* [Material for this task]:
------

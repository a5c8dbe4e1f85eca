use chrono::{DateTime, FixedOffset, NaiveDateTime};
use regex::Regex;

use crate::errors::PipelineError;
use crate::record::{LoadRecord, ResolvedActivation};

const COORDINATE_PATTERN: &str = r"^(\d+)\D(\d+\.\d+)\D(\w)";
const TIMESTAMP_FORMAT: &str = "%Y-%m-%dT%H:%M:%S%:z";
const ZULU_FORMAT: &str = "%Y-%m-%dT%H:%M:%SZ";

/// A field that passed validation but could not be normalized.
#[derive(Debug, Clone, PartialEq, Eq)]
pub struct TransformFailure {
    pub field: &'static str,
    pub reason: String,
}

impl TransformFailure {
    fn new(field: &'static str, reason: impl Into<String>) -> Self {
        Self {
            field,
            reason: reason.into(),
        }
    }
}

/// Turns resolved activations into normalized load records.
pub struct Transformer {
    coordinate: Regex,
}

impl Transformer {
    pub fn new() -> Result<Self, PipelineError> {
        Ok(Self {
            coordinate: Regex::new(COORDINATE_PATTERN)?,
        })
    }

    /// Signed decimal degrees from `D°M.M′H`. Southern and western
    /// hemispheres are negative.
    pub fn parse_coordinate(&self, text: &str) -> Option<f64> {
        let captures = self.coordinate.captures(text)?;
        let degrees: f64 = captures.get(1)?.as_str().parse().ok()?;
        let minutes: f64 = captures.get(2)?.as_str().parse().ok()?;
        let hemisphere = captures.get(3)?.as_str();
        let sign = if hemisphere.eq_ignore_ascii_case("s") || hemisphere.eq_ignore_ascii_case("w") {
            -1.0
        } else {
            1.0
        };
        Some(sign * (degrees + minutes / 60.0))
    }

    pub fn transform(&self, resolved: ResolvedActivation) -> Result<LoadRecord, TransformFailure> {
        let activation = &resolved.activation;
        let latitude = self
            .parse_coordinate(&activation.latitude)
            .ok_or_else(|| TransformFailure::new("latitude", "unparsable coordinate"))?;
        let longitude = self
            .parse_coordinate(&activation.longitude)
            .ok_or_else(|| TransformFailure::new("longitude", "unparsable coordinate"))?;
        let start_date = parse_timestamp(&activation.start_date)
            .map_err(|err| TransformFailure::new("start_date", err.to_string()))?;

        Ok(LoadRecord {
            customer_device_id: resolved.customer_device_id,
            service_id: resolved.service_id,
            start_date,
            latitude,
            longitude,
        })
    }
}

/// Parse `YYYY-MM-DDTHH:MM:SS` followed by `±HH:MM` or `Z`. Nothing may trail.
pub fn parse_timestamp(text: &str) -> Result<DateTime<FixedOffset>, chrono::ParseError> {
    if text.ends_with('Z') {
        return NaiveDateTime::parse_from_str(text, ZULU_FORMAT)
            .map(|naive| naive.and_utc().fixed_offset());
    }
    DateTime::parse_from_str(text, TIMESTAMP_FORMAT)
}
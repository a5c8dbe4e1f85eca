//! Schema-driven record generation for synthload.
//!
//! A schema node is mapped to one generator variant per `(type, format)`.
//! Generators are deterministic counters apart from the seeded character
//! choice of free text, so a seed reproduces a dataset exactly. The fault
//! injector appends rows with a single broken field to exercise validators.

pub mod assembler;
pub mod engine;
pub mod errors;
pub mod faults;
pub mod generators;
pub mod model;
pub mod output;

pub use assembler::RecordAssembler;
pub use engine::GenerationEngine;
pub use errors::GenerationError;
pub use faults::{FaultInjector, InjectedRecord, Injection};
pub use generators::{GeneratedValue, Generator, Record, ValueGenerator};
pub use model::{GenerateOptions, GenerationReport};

------

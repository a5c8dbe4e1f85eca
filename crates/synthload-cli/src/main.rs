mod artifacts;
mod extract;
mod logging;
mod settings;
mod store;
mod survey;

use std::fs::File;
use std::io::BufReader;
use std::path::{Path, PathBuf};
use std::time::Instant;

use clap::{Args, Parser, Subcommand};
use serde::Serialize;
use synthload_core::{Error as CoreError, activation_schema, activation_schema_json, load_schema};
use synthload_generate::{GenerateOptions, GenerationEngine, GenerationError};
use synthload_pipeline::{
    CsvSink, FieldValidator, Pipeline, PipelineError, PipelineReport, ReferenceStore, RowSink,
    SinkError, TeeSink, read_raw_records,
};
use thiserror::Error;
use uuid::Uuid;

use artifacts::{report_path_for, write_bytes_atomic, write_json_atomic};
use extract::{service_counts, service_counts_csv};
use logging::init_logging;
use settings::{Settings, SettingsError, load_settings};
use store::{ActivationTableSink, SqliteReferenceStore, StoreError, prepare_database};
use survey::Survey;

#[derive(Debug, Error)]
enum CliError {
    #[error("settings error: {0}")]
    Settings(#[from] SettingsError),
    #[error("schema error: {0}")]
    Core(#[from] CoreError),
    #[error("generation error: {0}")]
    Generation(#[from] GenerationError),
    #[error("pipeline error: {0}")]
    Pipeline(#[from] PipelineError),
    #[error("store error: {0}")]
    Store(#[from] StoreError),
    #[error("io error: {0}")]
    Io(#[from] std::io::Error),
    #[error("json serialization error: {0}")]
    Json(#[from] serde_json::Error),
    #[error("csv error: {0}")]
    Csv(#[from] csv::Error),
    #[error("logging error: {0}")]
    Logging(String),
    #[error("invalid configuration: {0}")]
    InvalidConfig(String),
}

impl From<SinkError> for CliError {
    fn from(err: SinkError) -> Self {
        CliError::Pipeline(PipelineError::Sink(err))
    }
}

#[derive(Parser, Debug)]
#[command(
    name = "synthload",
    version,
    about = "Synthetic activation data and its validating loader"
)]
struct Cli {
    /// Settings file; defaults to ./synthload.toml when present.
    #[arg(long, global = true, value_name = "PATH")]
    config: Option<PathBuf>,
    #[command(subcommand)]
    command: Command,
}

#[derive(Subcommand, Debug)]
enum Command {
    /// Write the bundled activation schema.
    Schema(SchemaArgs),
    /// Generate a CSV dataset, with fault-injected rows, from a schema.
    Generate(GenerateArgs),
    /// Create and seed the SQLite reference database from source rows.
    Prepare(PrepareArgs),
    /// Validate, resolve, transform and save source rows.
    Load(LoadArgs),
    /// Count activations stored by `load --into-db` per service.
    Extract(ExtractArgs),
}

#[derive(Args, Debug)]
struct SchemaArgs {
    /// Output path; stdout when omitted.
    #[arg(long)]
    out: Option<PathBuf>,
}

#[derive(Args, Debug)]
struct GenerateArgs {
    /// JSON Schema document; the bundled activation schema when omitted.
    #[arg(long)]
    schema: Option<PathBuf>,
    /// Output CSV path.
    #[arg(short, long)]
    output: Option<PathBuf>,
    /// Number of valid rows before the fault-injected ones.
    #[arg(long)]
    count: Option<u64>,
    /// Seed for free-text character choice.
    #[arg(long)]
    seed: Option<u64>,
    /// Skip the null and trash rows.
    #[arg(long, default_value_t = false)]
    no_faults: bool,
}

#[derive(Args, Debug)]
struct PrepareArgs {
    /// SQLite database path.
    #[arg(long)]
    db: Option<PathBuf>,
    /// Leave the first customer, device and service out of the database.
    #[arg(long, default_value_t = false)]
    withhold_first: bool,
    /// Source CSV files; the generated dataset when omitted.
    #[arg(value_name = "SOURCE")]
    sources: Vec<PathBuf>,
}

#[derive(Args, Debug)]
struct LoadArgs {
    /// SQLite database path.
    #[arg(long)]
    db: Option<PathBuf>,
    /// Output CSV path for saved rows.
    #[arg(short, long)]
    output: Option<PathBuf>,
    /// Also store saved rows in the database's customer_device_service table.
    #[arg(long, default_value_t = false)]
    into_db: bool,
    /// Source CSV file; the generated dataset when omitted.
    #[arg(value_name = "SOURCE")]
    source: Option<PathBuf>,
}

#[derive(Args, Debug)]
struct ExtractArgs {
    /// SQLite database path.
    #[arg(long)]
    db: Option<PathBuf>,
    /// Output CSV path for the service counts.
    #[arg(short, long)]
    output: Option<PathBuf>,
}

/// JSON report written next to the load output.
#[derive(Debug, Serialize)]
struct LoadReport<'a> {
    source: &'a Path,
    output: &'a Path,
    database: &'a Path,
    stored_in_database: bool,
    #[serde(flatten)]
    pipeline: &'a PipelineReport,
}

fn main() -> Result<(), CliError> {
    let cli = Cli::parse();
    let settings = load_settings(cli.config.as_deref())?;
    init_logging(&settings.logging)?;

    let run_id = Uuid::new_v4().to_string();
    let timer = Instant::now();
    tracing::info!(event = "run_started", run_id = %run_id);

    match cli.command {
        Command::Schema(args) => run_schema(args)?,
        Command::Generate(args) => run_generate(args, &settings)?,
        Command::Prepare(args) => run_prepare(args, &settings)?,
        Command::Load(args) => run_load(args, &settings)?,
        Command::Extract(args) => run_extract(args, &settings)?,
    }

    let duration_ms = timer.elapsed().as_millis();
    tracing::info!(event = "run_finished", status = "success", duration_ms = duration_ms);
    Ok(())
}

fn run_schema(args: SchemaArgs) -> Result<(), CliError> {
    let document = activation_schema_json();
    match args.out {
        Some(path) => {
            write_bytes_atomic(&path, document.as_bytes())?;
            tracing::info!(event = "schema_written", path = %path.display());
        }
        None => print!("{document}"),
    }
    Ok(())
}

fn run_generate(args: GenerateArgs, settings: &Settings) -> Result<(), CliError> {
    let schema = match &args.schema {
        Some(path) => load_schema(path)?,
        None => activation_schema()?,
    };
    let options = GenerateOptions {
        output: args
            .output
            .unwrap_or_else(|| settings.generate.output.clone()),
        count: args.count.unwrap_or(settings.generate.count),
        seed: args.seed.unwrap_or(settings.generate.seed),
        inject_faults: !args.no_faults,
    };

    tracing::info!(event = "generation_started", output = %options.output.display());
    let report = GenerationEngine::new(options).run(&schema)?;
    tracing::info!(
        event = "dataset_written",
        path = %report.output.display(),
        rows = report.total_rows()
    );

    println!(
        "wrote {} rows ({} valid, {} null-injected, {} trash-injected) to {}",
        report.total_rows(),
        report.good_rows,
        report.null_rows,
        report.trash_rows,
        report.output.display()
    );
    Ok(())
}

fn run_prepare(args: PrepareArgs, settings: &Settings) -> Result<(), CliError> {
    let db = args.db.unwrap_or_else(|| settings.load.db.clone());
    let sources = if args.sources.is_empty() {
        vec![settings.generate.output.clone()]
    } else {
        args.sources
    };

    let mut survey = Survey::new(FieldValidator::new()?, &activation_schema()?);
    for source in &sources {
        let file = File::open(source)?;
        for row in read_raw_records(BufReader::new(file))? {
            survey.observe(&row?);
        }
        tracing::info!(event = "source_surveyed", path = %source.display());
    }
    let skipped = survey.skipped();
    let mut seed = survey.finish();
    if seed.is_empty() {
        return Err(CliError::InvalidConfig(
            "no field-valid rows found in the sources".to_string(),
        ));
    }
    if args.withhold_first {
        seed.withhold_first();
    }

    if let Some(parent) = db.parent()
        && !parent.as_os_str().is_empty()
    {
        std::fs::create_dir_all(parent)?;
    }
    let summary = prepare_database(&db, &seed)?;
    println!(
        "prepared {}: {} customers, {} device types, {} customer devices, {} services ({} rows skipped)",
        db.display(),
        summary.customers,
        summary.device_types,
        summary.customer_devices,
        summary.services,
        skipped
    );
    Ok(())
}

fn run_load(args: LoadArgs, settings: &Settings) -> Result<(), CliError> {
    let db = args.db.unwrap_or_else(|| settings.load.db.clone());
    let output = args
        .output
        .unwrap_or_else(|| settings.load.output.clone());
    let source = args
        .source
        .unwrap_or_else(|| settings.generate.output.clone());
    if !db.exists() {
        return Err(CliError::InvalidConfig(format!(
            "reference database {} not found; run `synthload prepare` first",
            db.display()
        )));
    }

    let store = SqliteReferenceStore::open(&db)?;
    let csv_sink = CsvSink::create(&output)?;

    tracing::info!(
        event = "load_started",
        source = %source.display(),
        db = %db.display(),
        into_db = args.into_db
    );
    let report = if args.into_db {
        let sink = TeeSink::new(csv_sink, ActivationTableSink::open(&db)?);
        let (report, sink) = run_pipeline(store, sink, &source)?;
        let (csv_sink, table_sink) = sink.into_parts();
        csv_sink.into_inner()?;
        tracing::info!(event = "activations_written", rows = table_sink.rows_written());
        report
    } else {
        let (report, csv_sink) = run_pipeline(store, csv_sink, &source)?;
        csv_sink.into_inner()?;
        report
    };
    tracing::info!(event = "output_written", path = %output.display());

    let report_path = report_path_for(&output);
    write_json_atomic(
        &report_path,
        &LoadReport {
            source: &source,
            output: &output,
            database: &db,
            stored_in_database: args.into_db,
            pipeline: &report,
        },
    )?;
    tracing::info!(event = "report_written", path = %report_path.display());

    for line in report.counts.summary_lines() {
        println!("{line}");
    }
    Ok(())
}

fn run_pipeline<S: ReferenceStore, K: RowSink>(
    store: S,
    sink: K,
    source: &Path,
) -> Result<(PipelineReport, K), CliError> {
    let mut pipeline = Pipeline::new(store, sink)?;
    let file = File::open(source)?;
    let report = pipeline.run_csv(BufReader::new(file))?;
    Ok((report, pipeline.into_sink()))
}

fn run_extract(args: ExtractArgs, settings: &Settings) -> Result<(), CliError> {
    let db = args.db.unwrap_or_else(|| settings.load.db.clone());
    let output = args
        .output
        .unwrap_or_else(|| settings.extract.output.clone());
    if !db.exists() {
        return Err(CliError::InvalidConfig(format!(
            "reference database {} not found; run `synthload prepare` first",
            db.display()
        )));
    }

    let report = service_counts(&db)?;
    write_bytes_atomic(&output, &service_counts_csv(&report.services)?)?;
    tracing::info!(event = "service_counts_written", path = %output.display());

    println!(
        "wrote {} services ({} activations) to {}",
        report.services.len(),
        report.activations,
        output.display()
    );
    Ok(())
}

------

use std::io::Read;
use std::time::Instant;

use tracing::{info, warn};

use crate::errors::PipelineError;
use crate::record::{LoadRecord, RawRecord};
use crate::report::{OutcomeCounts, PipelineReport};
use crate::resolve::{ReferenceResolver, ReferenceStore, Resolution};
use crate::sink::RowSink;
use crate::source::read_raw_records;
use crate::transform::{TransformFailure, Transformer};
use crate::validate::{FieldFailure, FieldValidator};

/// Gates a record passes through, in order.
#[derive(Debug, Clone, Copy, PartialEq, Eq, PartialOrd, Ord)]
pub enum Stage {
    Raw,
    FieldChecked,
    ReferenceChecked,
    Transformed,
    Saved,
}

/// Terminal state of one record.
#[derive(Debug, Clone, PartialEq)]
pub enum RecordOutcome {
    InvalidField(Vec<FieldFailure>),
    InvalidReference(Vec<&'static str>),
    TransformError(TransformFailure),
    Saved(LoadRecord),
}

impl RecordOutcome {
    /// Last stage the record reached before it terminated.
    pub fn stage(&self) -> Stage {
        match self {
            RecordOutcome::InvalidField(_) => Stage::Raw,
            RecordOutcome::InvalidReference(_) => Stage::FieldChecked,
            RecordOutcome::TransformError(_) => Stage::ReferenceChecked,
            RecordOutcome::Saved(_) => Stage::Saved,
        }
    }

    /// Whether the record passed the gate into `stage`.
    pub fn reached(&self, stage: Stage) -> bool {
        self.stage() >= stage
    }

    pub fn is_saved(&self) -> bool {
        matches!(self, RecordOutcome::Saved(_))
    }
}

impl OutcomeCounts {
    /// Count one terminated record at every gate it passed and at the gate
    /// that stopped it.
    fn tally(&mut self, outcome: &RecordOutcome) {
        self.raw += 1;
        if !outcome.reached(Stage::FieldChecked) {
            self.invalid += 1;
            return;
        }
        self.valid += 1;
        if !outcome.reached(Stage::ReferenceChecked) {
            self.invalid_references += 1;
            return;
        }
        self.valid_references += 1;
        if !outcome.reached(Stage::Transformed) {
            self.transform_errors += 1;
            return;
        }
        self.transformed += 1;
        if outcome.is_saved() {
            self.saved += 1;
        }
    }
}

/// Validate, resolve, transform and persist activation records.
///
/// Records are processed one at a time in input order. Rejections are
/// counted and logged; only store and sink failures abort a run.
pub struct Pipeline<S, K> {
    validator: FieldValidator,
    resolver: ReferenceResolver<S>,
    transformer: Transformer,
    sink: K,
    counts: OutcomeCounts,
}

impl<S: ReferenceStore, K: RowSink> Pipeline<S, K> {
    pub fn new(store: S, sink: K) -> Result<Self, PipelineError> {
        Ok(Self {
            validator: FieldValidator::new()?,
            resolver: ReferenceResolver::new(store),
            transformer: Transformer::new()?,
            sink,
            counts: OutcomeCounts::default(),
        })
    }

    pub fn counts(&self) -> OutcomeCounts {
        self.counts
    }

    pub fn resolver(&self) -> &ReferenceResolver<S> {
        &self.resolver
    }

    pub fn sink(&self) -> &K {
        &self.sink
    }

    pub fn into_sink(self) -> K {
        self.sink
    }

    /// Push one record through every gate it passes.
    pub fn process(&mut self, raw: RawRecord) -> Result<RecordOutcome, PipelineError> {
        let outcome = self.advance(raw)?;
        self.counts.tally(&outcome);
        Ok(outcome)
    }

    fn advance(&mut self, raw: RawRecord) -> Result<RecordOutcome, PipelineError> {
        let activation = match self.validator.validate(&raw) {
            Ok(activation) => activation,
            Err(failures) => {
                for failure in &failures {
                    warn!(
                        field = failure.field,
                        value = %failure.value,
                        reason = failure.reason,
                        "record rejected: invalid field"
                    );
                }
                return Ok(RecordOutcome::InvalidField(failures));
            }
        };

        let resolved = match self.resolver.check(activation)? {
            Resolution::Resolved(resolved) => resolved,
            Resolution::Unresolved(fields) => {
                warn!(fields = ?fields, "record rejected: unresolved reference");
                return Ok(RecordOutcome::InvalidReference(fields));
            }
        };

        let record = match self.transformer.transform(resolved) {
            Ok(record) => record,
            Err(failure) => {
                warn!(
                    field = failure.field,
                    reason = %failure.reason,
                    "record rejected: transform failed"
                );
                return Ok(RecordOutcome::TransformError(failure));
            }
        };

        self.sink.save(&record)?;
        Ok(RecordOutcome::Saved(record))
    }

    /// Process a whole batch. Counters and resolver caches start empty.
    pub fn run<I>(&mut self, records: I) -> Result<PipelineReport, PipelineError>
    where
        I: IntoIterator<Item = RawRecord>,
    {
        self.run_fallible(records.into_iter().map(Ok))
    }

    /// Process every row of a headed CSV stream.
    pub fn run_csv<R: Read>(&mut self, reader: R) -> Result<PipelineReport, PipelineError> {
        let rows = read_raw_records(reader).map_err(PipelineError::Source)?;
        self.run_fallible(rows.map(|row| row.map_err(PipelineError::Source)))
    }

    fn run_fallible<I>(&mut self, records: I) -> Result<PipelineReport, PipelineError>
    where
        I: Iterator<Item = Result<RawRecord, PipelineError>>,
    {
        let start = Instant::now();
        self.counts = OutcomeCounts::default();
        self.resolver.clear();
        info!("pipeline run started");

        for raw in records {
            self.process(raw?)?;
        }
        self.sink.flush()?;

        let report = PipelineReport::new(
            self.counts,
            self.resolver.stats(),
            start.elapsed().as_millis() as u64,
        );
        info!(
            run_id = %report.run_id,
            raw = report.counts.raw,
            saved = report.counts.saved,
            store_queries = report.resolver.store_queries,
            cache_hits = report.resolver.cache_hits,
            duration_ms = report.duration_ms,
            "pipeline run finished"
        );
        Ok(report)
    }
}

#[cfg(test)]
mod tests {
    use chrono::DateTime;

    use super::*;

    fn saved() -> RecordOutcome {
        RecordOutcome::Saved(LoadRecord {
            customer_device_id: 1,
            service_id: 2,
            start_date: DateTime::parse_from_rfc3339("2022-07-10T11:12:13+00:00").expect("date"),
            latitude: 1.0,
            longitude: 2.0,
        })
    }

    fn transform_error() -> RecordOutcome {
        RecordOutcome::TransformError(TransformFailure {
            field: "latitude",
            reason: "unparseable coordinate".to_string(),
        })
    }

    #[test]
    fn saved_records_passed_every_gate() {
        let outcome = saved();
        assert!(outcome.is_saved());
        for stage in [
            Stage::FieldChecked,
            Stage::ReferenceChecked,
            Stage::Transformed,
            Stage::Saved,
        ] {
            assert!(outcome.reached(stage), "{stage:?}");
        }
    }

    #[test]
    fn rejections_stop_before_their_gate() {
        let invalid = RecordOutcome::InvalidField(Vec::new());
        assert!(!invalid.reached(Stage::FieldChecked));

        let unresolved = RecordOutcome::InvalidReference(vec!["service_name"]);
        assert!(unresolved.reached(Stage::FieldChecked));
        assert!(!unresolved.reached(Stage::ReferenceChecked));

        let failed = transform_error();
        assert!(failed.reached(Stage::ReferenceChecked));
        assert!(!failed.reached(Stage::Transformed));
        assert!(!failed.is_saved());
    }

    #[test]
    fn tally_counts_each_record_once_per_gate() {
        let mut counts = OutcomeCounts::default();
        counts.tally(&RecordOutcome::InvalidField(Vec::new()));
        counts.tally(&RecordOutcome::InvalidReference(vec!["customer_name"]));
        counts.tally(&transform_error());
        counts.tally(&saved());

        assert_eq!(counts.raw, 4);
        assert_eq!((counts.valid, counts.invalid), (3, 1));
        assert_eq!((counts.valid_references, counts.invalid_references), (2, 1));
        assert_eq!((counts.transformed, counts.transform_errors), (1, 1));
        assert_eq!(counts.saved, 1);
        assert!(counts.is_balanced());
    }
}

------

* [Work task]: The listing above holds a line with "path = %report_path.display());" and a line with "Result<(PipelineReport, K), CliError>". Print the stretch from the first through the second, exactly and alone.

* [Written reply]:
    tracing::info!(event = "report_written", path = %report_path.display());

    for line in report.counts.summary_lines() {
        println!("{line}");
    }
    Ok(())
}

fn run_pipeline<S: ReferenceStore, K: RowSink>(
    store: S,
    sink: K,
    source: &Path,
) -> Result<(PipelineReport, K), CliError> {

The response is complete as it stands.